Essen. Das Beschäftigungs-Projekt der Suchthilfe bekommt Unterstützung von den Betroffenen selbst. Fast 90 Prozent der Menschen aus der Alkoholiker-Szene haben noch nicht einmal einen Ein-Euro-Job.
Eine echte Schnaps-Idee oder ein vielversprechender neuer sozialer Ansatz für mehr Sauberkeit und subjektive Sicherheit in der City: Das umstrittene Beschäftigungsprojekt für Alkohol-Abhängige nach Amsterdamer Vorbild hat nicht nur bundesweit hohe Wellen geschlagen. Auch international stößt das Vorhaben der Stadt offenbar auf Interesse: Das erste russische Fernsehen hat sich zu einem Dokumentar-Dreh angesagt, wenn die Trinkerszene vorbehaltlich der politischen Zustimmung voraussichtlich ab Mai das erste Mal zum Besen greifen wird, um das Umfeld des Willy-Brandt-Platzes und des Waldthausenparks sauber zu halten.
Während die Verantwortlichen der Suchthilfe zurzeit in den Ratsfraktionen für ihr Projekt werben, das in der holländischen Metropole durchaus erfolgreich laufen soll, bekommen sie eine für manchen wohl überraschende Unterstützung von den Betroffenen selbst. Mehr als Dreiviertel der Szenegänger, die keinerlei Beschäftigung nachgehen, wünschen sich genau das und einen möglichst geregelten Tagesablauf.
Kaum Ein-Euro-Jobs
Tatsächlich hat nur jeder zehnte zumindest einen so genannten Ein-Euro-Job. 90 Prozent der Betroffenen, von denen die überwiegende Mehrheit älter als 36 Jahre ist, gehören der Rauschgiftszene an und brauchen die Unterstützung der Drogenhelfer. Dies sind im Kern die wichtigsten Erkenntnisse aus einer Umfrage der Suchthilfe in der Szene selbst. Bislang wurden diese Ergebnisse noch nicht veröffentlicht.

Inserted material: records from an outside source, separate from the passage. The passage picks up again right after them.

#![cfg(feature = "sqs")]

use std::time::Duration;

use mavg_core::config::QueueConfig;
use mavg_core::{Context, Event, Result, Source};
use mavg_io::{Queue, QueueSource, SqsQueue};
use tokio::sync::mpsc;
use tokio_util::sync::CancellationToken;

struct ChanCtx {
    tx: mpsc::UnboundedSender<Event>,
}

#[async_trait::async_trait]
impl Context for ChanCtx {
    async fn collect(&mut self, event: Event) -> Result<()> {
        let _ = self.tx.send(event);
        Ok(())
    }
}

#[tokio::test]
async fn sqs_roundtrip_basic_if_env_present() {
    let queue_url = match std::env::var("MAVG_SQS_QUEUE_URL") {
        Ok(v) => v,
        Err(_) => return,
    }; // skip if not configured
    let cfg = QueueConfig {
        endpoint_url: std::env::var("MAVG_SQS_ENDPOINT").ok(),
        wait_time_seconds: 1,
        ..QueueConfig::default()
    };

    // Produce a couple of records through the raw client
    let shared = {
        let mut loader = aws_config::defaults(aws_config::BehaviorVersion::latest());
        if let Some(ep) = &cfg.endpoint_url {
            loader = loader.endpoint_url(ep);
        }
        loader.load().await
    };
    let client = aws_sdk_sqs::Client::new(&shared);
    for (i, d) in [20u64, 31].iter().enumerate() {
        let body = format!(
            r#"{{"timestamp": "2018-12-26 18:1{}:08.509654", "duration": {}}}"#,
            i, d
        );
        client
            .send_message()
            .queue_url(&queue_url)
            .message_body(body)
            .send()
            .await
            .expect("send message");
    }

    let queue = SqsQueue::from_client(client, queue_url.clone(), &cfg);
    assert_eq!(queue.queue_url(), queue_url);
    let cancel = CancellationToken::new();
    let mut src = QueueSource::new(queue, cancel.clone())
        .with_backoff(Duration::from_millis(50), Duration::from_millis(200));

    let (tx, mut rx) = mpsc::unbounded_channel();
    let handle = tokio::spawn(async move {
        let mut ctx = ChanCtx { tx };
        let _ = src.run(&mut ctx).await;
        src
    });

    // Wait to receive at least 2 events or timeout
    let mut got = 0usize;
    let deadline = tokio::time::Instant::now() + Duration::from_secs(15);
    while got < 2 && tokio::time::Instant::now() < deadline {
        if let Ok(Some(_)) = tokio::time::timeout(Duration::from_millis(500), rx.recv()).await {
            got += 1;
        }
    }

    cancel.cancel();
    let src = handle.await.expect("poller task");
    assert!(got >= 1, "did not receive any events from SQS");

    // aggregated messages were deleted; nothing of ours should come back quickly
    let left = src.queue().receive().await.unwrap_or_default();
    assert!(left.len() <= 1);
}
use once_cell::sync::Lazy;
use prometheus::{
    Encoder, Histogram, HistogramOpts, IntCounter, IntCounterVec, IntGauge, Opts, Registry,
    TextEncoder,
};

pub static REGISTRY: Lazy<Registry> = Lazy::new(Registry::new);

pub static EVENTS_INGESTED: Lazy<IntCounter> = Lazy::new(|| {
    let c = IntCounter::new("mavg_events_ingested_total", "Events folded into the sliding window")
        .expect("valid metric");
    REGISTRY.register(Box::new(c.clone())).expect("metric registered once");
    c
});

pub static POINTS_EMITTED: Lazy<IntCounter> = Lazy::new(|| {
    let c = IntCounter::new(
        "mavg_points_emitted_total",
        "Averaged points emitted, one per minute bucket",
    )
    .expect("valid metric");
    REGISTRY.register(Box::new(c.clone())).expect("metric registered once");
    c
});

pub static LATE_EVENTS: Lazy<IntCounter> = Lazy::new(|| {
    let c = IntCounter::new(
        "mavg_late_events_total",
        "Events whose bucket was already finalized when they arrived",
    )
    .expect("valid metric");
    REGISTRY.register(Box::new(c.clone())).expect("metric registered once");
    c
});

pub static DECODE_FAILURES: Lazy<IntCounterVec> = Lazy::new(|| {
    let c = IntCounterVec::new(
        Opts::new("mavg_decode_failures_total", "Records that could not be decoded into events"),
        &["source"],
    )
    .expect("valid metric");
    REGISTRY.register(Box::new(c.clone())).expect("metric registered once");
    c
});

pub static QUEUE_ERRORS: Lazy<IntCounterVec> = Lazy::new(|| {
    let c = IntCounterVec::new(
        Opts::new("mavg_queue_errors_total", "Queue transport failures"),
        &["op"],
    )
    .expect("valid metric");
    REGISTRY.register(Box::new(c.clone())).expect("metric registered once");
    c
});

pub static EMPTY_POLLS: Lazy<IntCounter> = Lazy::new(|| {
    let c = IntCounter::new("mavg_queue_empty_polls_total", "Queue polls that returned no messages")
        .expect("valid metric");
    REGISTRY.register(Box::new(c.clone())).expect("metric registered once");
    c
});

pub static BYTES_WRITTEN: Lazy<IntCounterVec> = Lazy::new(|| {
    let c = IntCounterVec::new(
        Opts::new("mavg_bytes_written_total", "Total bytes written by sink"),
        &["sink"],
    )
    .expect("valid metric");
    REGISTRY.register(Box::new(c.clone())).expect("metric registered once");
    c
});

pub static WINDOW_BUCKETS: Lazy<IntGauge> = Lazy::new(|| {
    let g = IntGauge::new("mavg_window_buckets", "Minute buckets currently held by the window")
        .expect("valid metric");
    REGISTRY.register(Box::new(g.clone())).expect("metric registered once");
    g
});

pub static SINK_STORE_LATENCY_MS: Lazy<Histogram> = Lazy::new(|| {
    let h = Histogram::with_opts(
        HistogramOpts::new(
            "mavg_sink_store_latency_ms",
            "Sink store latency per ingested event (ms)",
        )
        .buckets(vec![0.1, 0.5, 1.0, 5.0, 10.0, 25.0, 50.0, 100.0, 250.0, 500.0, 1000.0]),
    )
    .expect("valid metric");
    REGISTRY.register(Box::new(h.clone())).expect("metric registered once");
    h
});

pub fn render_prometheus() -> String {
    let mut buffer = Vec::new();
    let encoder = TextEncoder::new();
    encoder.encode(&REGISTRY.gather(), &mut buffer).ok();
    String::from_utf8(buffer).unwrap_or_default()
}
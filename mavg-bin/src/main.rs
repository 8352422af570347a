use axum::{routing::get, Router};
use std::net::SocketAddr;
use std::path::PathBuf;
use std::time::{Duration, Instant};

use clap::{Args, Parser, Subcommand};
use mavg_core::config::parse_duration_ms;
use mavg_core::{Executor, InputSource, PipelineConfig};
use mavg_io::{FileSink, FileSource, Queue, QueueSource};
use mavg_ops::MovingAverage;
use tokio_util::sync::CancellationToken;
use tracing::{info, warn};

#[derive(Parser, Debug)]
#[command(
    name = "mavg",
    version,
    about = "Parse a stream of events to produce an aggregated output."
)]
struct Cli {
    #[command(subcommand)]
    command: Commands,
}

#[derive(Subcommand, Debug)]
enum Commands {
    /// Per-minute moving average of delivery durations
    MovingAverage(MovingAverageArgs),
}

#[derive(Args, Debug, Default)]
struct MovingAverageArgs {
    /// Moving average window size in minutes (values < 1 fall back to 10)
    #[arg(long, alias = "window_size", allow_negative_numbers = true)]
    window_size: Option<i64>,
    /// File (JSON lines) that contains input events
    #[arg(long, alias = "input_file", conflicts_with = "queue_url")]
    input_file: Option<PathBuf>,
    /// SQS queue URL that contains input events
    #[arg(long, alias = "queue_url")]
    queue_url: Option<String>,
    /// Output folder to write output event files (stdout when omitted)
    #[arg(long, alias = "output_folder")]
    output_folder: Option<PathBuf>,
    /// TOML file with pipeline settings; flags take precedence
    #[arg(short, long)]
    config: Option<PathBuf>,
    /// Serve /metrics on this port (0 disables)
    #[arg(long, default_value_t = 0)]
    metrics_port: u16,
}

impl MovingAverageArgs {
    fn resolve(&self) -> anyhow::Result<PipelineConfig> {
        let mut cfg = match &self.config {
            Some(path) => PipelineConfig::load(path)?,
            None => PipelineConfig::default(),
        };
        if let Some(n) = self.window_size {
            cfg.window_size = n;
        }
        if self.input_file.is_some() || self.queue_url.is_some() {
            cfg.source.input_file = self.input_file.clone();
            cfg.source.queue_url = self.queue_url.clone();
        }
        if self.output_folder.is_some() {
            cfg.sink.output_folder = self.output_folder.clone();
        }
        cfg.validate()?;
        Ok(cfg)
    }
}

fn app() -> Router {
    Router::new().route("/metrics", get(metrics))
}

async fn metrics() -> String {
    mavg_core::metrics::render_prometheus()
}

#[tokio::main]
async fn main() -> anyhow::Result<()> {
    let filter = std::env::var("RUST_LOG").unwrap_or_else(|_| "info".into());
    tracing_subscriber::fmt()
        .with_env_filter(filter)
        .with_writer(std::io::stderr)
        .init();
    let cli = Cli::parse();
    match cli.command {
        Commands::MovingAverage(args) => moving_average(args).await,
    }
}

/// Configuration is resolved before anything is bound or opened.
async fn moving_average(args: MovingAverageArgs) -> anyhow::Result<()> {
    let cfg = args.resolve()?;
    if args.metrics_port != 0 {
        let addr = SocketAddr::from(([127, 0, 0, 1], args.metrics_port));
        let listener = tokio::net::TcpListener::bind(addr).await?;
        info!("serving /metrics on {}", addr);
        tokio::spawn(async move {
            let _ = axum::serve(listener, app()).await;
        });
    }
    run_moving_average(cfg).await
}

async fn run_moving_average(cfg: PipelineConfig) -> anyhow::Result<()> {
    let window_size = cfg.normalized_window_size();
    let input = cfg.input()?;

    let sink = match cfg.output_folder() {
        Some(folder) => FileSink::in_folder(folder),
        None => {
            warn!("output folder not provided, writing to stdout instead");
            FileSink::stdout()
        }
    };

    let mut exec = Executor::new();
    exec.operator(MovingAverage::new(window_size)).sink(sink);

    let started = Instant::now();
    match input {
        InputSource::File(path) => {
            info!(
                input_file = %path.display(),
                window_size = window_size.get(),
                "running moving average from file"
            );
            exec.source(FileSource::jsonl(path));
            let stats = exec
                .run()
                .await
                .map_err(|e| anyhow::anyhow!("error processing input: {e}"))?;
            info!(
                events = stats.events,
                points = stats.points,
                elapsed = ?started.elapsed(),
                "successfully calculated moving average from file"
            );
        }
        InputSource::Queue(url) => {
            info!(
                queue_url = %url,
                window_size = window_size.get(),
                "running moving average from queue"
            );
            let cancel = CancellationToken::new();
            let on_signal = cancel.clone();
            tokio::spawn(async move {
                if tokio::signal::ctrl_c().await.is_ok() {
                    info!("shutdown requested");
                    on_signal.cancel();
                }
            });

            attach_queue(&mut exec, &url, &cfg, cancel).await?;
            let stats = exec
                .run()
                .await
                .map_err(|e| anyhow::anyhow!("error processing input: {e}"))?;
            info!(events = stats.events, points = stats.points, "queue processing stopped");
        }
    }
    Ok(())
}

#[cfg(feature = "sqs")]
async fn attach_queue(
    exec: &mut Executor,
    url: &str,
    cfg: &PipelineConfig,
    cancel: CancellationToken,
) -> anyhow::Result<()> {
    let queue = mavg_io::SqsQueue::connect(url, &cfg.queue).await;
    exec.source(queue_source(queue, cfg, cancel)?);
    Ok(())
}

#[cfg(not(feature = "sqs"))]
async fn attach_queue(
    _exec: &mut Executor,
    _url: &str,
    _cfg: &PipelineConfig,
    _cancel: CancellationToken,
) -> anyhow::Result<()> {
    anyhow::bail!("queue input requires the `sqs` feature")
}

#[cfg_attr(not(feature = "sqs"), allow(dead_code))]
fn queue_source<Q: Queue>(
    queue: Q,
    cfg: &PipelineConfig,
    cancel: CancellationToken,
) -> anyhow::Result<QueueSource<Q>> {
    Ok(QueueSource::new(queue, cancel)
        .with_backoff(
            Duration::from_millis(parse_duration_ms(&cfg.queue.backoff_initial)?),
            Duration::from_millis(parse_duration_ms(&cfg.queue.backoff_max)?),
        )
        .with_dedup_capacity(cfg.queue.dedup_capacity))
}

Die größten Trinker-Treffs sind demnach der Willy-Brandt-Platz und der Waldthausenpark. Nach Erkenntnissen der Suchthilfe-Mitarbeiter halten sich am Eingangs-Tor der Innenstadt gegenüber des Hauptbahnhofs zum Missfallen der Geschäftsleute bis zu 21 Szene-Angehörige auf. Am zweiten Treff wurden bis zu 34 Menschen gezählt. Allerdings variieren die Zahlen je nach Witterung und Tageszeit stark, heißt es seitens der Suchthilfe.
Für Menschen, die ohne Alkohol nicht funktionieren können
In zwei Wochen wollen sich Experten des Sozialamts und des Jobcenters darüber austauschen, aus welchen Töpfen das zunächst auf ein Jahr befristete Projekt finanziert werden kann. Zudem soll ein „Umfeldmanager“ sich sowohl um die Szene kümmern, als auch ein offenes Ohr für die Interessen der Geschäftsleute haben. Auch über eine unzerstörbare Toilettenanlage auf dem Willy-Brandt-Platz wird nachgedacht.
Wie die NRZ berichtete, richtet sich der Vorstoß, Alkoholiker für eine begrenzte Menge Bier und gegen ein kleines Entgelt Straßen und Plätze fegen zu lassen, an Menschen, die ohne einen gewissen Promille-Pegel nicht funktionieren würden. Was für Kritiker dem Versuch gleichkommt, Feuer mit Benzin löschen zu wollen, ist für Suchtexperten der Erkenntnis geschuldet: Erst wenn man durch einen gewissen Zugang zu den Menschen weiß, wie ihre Abhängigkeit zu steuern ist, kann man versuchen, ihrem Leben über ein Minimum an Beschäftigung einen neuen Sinn zu geben – Ausstieg am Ende möglich.